> _Problem description_
The expected output is a verbatim reprint of the lines from the beginning of the data that follows through the line that contains "a half-applied change.".

START Input for this task

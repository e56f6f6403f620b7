use std::sync::atomic::{AtomicBool, Ordering};
use std::sync::Arc;
use std::time::Duration;

use parking_lot::{Mutex, MutexGuard, RwLock};

use super::collector::{Collaborators, GroupCollector};
use super::history::{ChartSeriesBuffer, ChartWindow, SampleBuffer, SubscriptionId};
use super::metrics::{MetricToggles, Sample, StaticSystemInfo};
use super::scheduler::{in_tick, SamplingScheduler, SchedulerStats};
use crate::error::{MonitorError, Result};

#[derive(Debug, Clone, Copy, PartialEq, Eq)]
pub enum SessionState {
    Stopped,
    Running,
}

/// Parameters of the live session
#[derive(Debug, Clone, PartialEq, Eq)]
pub struct SessionInfo {
    pub process_name: String,
    pub toggles: MetricToggles,
    pub interval_ms: u64,
    pub state: SessionState,
}

struct ActiveSession {
    process_name: String,
    toggles: MetricToggles,
    interval_ms: u64,
}

/// Collector plus the parameters a tick reads. Ticks and control operations
/// both go through this lock, so a tick never sees a half-applied change.
struct SessionCore {
    collector: GroupCollector,
    session: Option<ActiveSession>,
}

/// Samples one process group at a fixed interval.
///
/// Control operations may be called from any thread, including from a
/// subscriber callback. Subscriber callbacks run on the scheduler's worker
/// thread.
pub struct ProcessGroupMonitor {
    core: Arc<Mutex<SessionCore>>,
    // Serializes start and stop. Never held by a tick.
    control: Mutex<()>,
    // Only locked briefly; stop takes the scheduler out before waiting on it.
    scheduler: Mutex<Option<SamplingScheduler>>,
    running: AtomicBool,
    samples: Arc<SampleBuffer>,
    charts: Arc<ChartSeriesBuffer>,
    // Held for writing while a sample lands in both buffers
    publish: Arc<RwLock<()>>,
}

impl ProcessGroupMonitor {
    pub fn new(collaborators: Collaborators) -> Self {
        Self {
            core: Arc::new(Mutex::new(SessionCore {
                collector: GroupCollector::new(collaborators),
                session: None,
            })),
            control: Mutex::new(()),
            scheduler: Mutex::new(None),
            running: AtomicBool::new(false),
            samples: Arc::new(SampleBuffer::new()),
            charts: Arc::new(ChartSeriesBuffer::new()),
            publish: Arc::new(RwLock::new(())),
        }
    }

    /// Monitor backed by the host's process table and sensors
    pub fn with_platform() -> Self {
        Self::new(crate::platform::platform_collaborators())
    }

    /// Begin sampling every process named `process_name`.
    ///
    /// Clears the CPU baseline, the GPU last-known values and both buffers.
    pub fn start(
        &self,
        process_name: &str,
        toggles: MetricToggles,
        interval_ms: u64,
    ) -> Result<()> {
        let process_name = process_name.trim();
        if process_name.is_empty() {
            return Err(MonitorError::EmptyProcessName);
        }
        if interval_ms == 0 {
            return Err(MonitorError::InvalidInterval(interval_ms));
        }

        // A stop in progress on another thread means a session is still live
        let Some(_control) = self.lock_control() else {
            return Err(MonitorError::AlreadyRunning(self.current_process_name()));
        };
        if self.scheduler.lock().is_some() {
            return Err(MonitorError::AlreadyRunning(self.current_process_name()));
        }

        {
            let mut core = self.core.lock();
            core.collector.begin_session(toggles);
            core.session = Some(ActiveSession {
                process_name: process_name.to_string(),
                toggles,
                interval_ms,
            });
        }
        {
            let _publish = self.publish.write();
            self.samples.clear();
            self.charts.clear();
        }

        let core = Arc::clone(&self.core);
        let samples = Arc::clone(&self.samples);
        let charts = Arc::clone(&self.charts);
        let publish = Arc::clone(&self.publish);
        let started = SamplingScheduler::start(Duration::from_millis(interval_ms), move || {
            run_tick(&core, &samples, &charts, &publish)
        });

        match started {
            Ok(s) => {
                *self.scheduler.lock() = Some(s);
                self.running.store(true, Ordering::Release);
                log::info!(
                    "Monitoring '{}' every {} ms ({:?})",
                    process_name,
                    interval_ms,
                    toggles
                );
                Ok(())
            }
            Err(e) => {
                self.core.lock().session = None;
                Err(e)
            }
        }
    }

    /// Stop sampling. Once this returns no further tick runs. Idempotent.
    ///
    /// Waits for an in-flight tick, so its subscribers may still query the
    /// monitor meanwhile; they see it as no longer running.
    pub fn stop(&self) {
        // Inside a tick, a stop already running elsewhere will finish the job
        let Some(_control) = self.lock_control() else {
            return;
        };
        let Some(mut running) = self.scheduler.lock().take() else {
            return;
        };
        self.running.store(false, Ordering::Release);
        running.stop();
        drop(running);

        if let Some(session) = self.core.lock().session.take() {
            log::info!("Stopped monitoring '{}'", session.process_name);
        }
    }

    /// Change the sampling period. Takes effect on the next firing and keeps
    /// the CPU baseline.
    pub fn set_interval(&self, interval_ms: u64) -> Result<()> {
        if interval_ms == 0 {
            return Err(MonitorError::InvalidInterval(interval_ms));
        }

        let scheduler = self.scheduler.lock();
        let running = scheduler.as_ref().ok_or(MonitorError::NotRunning)?;
        running.set_interval(Duration::from_millis(interval_ms))?;

        if let Some(session) = self.core.lock().session.as_mut() {
            session.interval_ms = interval_ms;
        }
        Ok(())
    }

    /// Replace the toggle set. Applied at the next tick boundary.
    pub fn set_toggles(&self, toggles: MetricToggles) -> Result<()> {
        let mut core = self.core.lock();
        let session = core.session.as_mut().ok_or(MonitorError::NotRunning)?;
        if session.toggles != toggles {
            log::debug!("Toggles changed to {:?}", toggles);
            session.toggles = toggles;
        }
        Ok(())
    }

    pub fn subscribe<F>(&self, callback: F) -> SubscriptionId
    where
        F: Fn(&Sample) + Send + Sync + 'static,
    {
        self.samples.subscribe(callback)
    }

    pub fn unsubscribe(&self, id: SubscriptionId) -> bool {
        self.samples.unsubscribe(id)
    }

    pub fn is_running(&self) -> bool {
        self.running.load(Ordering::Acquire)
    }

    pub fn session(&self) -> Option<SessionInfo> {
        let running = self.is_running();
        let core = self.core.lock();
        core.session.as_ref().map(|s| SessionInfo {
            process_name: s.process_name.clone(),
            toggles: s.toggles,
            interval_ms: s.interval_ms,
            state: if running {
                SessionState::Running
            } else {
                SessionState::Stopped
            },
        })
    }

    /// Facts captured at the last `start`
    pub fn static_info(&self) -> StaticSystemInfo {
        self.core.lock().collector.static_info().clone()
    }

    pub fn scheduler_stats(&self) -> Option<SchedulerStats> {
        self.scheduler.lock().as_ref().map(|s| s.stats())
    }

    /// Sample history, oldest first
    pub fn samples(&self) -> Vec<Arc<Sample>> {
        self.samples.snapshot()
    }

    pub fn latest_sample(&self) -> Option<Arc<Sample>> {
        self.samples.latest()
    }

    pub fn chart_series(&self) -> ChartWindow {
        self.charts.snapshot()
    }

    /// Sample history and chart window taken together. The chart window
    /// always ends with the same sample as the history.
    pub fn history(&self) -> (Vec<Arc<Sample>>, ChartWindow) {
        let _publish = self.publish.read();
        (self.samples.snapshot(), self.charts.snapshot())
    }

    pub fn sample_buffer(&self) -> Arc<SampleBuffer> {
        Arc::clone(&self.samples)
    }

    pub fn chart_buffer(&self) -> Arc<ChartSeriesBuffer> {
        Arc::clone(&self.charts)
    }

    /// A tick that waited here could deadlock against a stop waiting for that
    /// tick, so inside a tick the lock is only tried.
    fn lock_control(&self) -> Option<MutexGuard<'_, ()>> {
        if in_tick() {
            self.control.try_lock()
        } else {
            Some(self.control.lock())
        }
    }

    fn current_process_name(&self) -> String {
        self.core
            .lock()
            .session
            .as_ref()
            .map(|s| s.process_name.clone())
            .unwrap_or_default()
    }
}

impl Drop for ProcessGroupMonitor {
    fn drop(&mut self) {
        self.stop();
    }
}

fn run_tick(
    core: &Mutex<SessionCore>,
    samples: &SampleBuffer,
    charts: &ChartSeriesBuffer,
    publish: &RwLock<()>,
) -> Result<()> {
    let sample = {
        let mut core = core.lock();
        let SessionCore { collector, session } = &mut *core;
        let Some(session) = session.as_ref() else {
            return Ok(());
        };
        collector.sample(&session.process_name, session.toggles)
    };

    if let Some(sample) = sample {
        let sample = Arc::new(sample);
        {
            let _publish = publish.write();
            charts.push_sample(&sample);
            samples.record(Arc::clone(&sample));
        }
        samples.notify(&sample);
    }
    Ok(())
}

END Input for this task

> _Result of this exercise_
repository e56f6f6403f620b7
use std::sync::atomic::{AtomicBool, Ordering};
use std::sync::Arc;
use std::time::Duration;

use parking_lot::{Mutex, MutexGuard, RwLock};

use super::collector::{Collaborators, GroupCollector};
use super::history::{ChartSeriesBuffer, ChartWindow, SampleBuffer, SubscriptionId};
use super::metrics::{MetricToggles, Sample, StaticSystemInfo};
use super::scheduler::{in_tick, SamplingScheduler, SchedulerStats};
use crate::error::{MonitorError, Result};

#[derive(Debug, Clone, Copy, PartialEq, Eq)]
pub enum SessionState {
    Stopped,
    Running,
}

/// Parameters of the live session
#[derive(Debug, Clone, PartialEq, Eq)]
pub struct SessionInfo {
    pub process_name: String,
    pub toggles: MetricToggles,
    pub interval_ms: u64,
    pub state: SessionState,
}

struct ActiveSession {
    process_name: String,
    toggles: MetricToggles,
    interval_ms: u64,
}

/// Collector plus the parameters a tick reads. Ticks and control operations
/// both go through this lock, so a tick never sees a half-applied change.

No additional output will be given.